[Saved entries]
----------------

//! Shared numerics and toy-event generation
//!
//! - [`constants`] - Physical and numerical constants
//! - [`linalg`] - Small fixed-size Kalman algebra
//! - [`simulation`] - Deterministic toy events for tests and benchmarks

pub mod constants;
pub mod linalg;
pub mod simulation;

----------------

» ACTIVITY
Retype the data exactly as given.

» RESULT OF THIS TASK
//! Shared numerics and toy-event generation
//!
//! - [`constants`] - Physical and numerical constants
//! - [`linalg`] - Small fixed-size Kalman algebra
//! - [`simulation`] - Deterministic toy events for tests and benchmarks

pub mod constants;
pub mod linalg;
pub mod simulation;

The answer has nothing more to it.